- Work to complete -
Using the listing that follows, filter out every line lacking the string "collect" and return the rest.
---------------
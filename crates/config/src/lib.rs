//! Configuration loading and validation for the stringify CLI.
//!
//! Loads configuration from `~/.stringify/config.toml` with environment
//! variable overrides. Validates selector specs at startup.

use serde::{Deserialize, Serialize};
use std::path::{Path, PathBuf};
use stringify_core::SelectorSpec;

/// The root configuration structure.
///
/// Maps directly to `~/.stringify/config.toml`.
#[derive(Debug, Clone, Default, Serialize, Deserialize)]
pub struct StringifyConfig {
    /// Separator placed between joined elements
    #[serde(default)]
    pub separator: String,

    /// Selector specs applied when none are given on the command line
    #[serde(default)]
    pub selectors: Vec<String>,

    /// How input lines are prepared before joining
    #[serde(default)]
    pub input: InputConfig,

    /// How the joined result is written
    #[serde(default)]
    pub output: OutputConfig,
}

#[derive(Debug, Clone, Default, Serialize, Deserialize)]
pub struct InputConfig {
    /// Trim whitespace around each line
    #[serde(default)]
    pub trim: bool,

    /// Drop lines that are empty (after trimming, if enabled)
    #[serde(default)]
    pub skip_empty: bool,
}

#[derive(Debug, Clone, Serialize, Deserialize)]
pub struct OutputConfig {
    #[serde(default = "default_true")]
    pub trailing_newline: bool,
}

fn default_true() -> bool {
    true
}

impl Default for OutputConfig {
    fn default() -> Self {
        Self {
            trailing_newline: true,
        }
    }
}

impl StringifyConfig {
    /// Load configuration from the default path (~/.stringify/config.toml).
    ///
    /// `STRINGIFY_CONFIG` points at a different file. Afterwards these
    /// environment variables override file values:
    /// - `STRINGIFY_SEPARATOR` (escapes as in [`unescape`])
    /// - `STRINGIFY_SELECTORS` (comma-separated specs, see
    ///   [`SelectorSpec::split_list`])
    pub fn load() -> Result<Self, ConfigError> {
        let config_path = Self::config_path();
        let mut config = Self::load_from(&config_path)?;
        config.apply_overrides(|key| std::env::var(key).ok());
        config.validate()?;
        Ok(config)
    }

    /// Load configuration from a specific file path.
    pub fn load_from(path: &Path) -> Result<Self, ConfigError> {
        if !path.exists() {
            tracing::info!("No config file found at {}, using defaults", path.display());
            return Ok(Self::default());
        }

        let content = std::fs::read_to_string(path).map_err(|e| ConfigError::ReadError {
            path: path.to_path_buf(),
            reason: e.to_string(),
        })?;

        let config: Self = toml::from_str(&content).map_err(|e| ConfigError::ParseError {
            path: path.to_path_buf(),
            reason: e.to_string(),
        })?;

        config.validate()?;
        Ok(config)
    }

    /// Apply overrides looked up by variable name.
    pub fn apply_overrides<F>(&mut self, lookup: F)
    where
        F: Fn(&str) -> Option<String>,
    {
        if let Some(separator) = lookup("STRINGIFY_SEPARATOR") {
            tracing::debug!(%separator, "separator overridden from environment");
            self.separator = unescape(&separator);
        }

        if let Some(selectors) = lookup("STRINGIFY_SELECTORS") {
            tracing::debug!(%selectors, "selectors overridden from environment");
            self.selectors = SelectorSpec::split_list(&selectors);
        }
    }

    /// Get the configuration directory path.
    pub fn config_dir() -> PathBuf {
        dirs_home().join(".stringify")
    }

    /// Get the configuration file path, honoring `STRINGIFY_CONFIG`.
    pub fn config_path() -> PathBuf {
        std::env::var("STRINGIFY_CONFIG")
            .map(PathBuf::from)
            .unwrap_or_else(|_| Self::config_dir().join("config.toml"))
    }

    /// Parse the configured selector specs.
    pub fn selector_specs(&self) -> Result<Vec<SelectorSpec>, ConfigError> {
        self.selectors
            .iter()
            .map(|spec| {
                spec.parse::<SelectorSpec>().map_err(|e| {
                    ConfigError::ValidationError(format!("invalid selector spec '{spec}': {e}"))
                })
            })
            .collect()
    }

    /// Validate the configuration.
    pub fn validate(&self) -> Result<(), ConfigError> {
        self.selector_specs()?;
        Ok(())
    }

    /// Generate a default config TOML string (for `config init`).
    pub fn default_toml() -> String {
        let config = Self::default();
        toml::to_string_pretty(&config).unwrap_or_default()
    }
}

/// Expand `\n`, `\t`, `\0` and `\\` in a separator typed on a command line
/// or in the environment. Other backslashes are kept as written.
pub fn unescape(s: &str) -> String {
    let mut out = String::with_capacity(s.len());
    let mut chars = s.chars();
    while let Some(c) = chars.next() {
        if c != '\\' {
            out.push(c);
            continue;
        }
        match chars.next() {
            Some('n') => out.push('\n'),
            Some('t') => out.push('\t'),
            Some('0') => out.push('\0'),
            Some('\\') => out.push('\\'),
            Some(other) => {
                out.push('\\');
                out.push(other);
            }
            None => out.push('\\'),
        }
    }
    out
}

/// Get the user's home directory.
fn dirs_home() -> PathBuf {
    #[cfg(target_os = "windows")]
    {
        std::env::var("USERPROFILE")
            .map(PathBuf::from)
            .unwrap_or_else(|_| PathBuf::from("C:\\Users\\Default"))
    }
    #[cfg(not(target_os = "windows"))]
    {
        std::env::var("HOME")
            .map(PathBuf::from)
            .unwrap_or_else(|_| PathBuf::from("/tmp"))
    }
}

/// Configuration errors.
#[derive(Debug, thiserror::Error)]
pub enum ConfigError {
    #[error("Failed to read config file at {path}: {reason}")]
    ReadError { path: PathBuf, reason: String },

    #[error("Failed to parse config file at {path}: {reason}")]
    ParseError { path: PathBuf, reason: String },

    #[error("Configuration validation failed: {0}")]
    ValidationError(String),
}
---------------
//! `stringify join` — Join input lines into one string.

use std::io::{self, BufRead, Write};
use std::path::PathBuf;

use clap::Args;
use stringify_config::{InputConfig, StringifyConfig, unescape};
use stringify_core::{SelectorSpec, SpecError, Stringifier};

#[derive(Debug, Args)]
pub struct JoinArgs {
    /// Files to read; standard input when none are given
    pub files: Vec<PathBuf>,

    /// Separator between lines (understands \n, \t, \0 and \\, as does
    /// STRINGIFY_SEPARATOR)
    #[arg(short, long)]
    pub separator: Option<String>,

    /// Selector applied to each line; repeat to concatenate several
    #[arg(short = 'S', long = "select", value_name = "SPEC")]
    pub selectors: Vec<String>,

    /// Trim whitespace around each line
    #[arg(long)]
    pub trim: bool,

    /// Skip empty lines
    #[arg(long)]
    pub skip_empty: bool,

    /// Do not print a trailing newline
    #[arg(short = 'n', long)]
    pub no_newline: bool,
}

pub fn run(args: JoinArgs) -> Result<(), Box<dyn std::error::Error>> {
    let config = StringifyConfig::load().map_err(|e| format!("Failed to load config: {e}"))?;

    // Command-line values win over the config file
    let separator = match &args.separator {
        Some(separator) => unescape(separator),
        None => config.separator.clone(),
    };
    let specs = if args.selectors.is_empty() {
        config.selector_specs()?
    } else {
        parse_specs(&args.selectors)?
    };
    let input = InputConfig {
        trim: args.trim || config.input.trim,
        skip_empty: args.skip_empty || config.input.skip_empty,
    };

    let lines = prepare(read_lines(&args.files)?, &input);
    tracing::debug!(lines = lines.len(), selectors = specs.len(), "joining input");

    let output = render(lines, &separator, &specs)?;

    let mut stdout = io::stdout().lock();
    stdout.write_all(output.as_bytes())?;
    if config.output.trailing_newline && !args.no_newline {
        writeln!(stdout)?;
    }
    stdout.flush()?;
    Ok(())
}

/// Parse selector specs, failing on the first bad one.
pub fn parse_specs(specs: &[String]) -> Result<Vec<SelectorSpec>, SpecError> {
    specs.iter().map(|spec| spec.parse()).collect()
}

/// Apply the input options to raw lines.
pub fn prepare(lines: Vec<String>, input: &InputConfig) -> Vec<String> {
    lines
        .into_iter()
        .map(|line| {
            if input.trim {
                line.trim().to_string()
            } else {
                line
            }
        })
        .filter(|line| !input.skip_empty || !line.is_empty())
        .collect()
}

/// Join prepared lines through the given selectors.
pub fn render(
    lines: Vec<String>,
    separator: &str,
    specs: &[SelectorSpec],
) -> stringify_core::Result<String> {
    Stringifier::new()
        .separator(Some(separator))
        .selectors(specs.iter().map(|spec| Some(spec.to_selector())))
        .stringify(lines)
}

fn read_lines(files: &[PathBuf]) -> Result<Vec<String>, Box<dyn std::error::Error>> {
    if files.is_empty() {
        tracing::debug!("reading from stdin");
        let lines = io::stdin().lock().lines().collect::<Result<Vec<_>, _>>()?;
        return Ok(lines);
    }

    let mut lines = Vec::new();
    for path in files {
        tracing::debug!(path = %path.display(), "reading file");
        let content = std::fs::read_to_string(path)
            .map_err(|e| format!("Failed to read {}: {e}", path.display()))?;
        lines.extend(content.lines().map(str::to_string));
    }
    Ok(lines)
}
---------------
- Solution to this exercise -
            .collect()
    specs.iter().map(|spec| spec.parse()).collect()
        .collect()
        let lines = io::stdin().lock().lines().collect::<Result<Vec<_>, _>>()?;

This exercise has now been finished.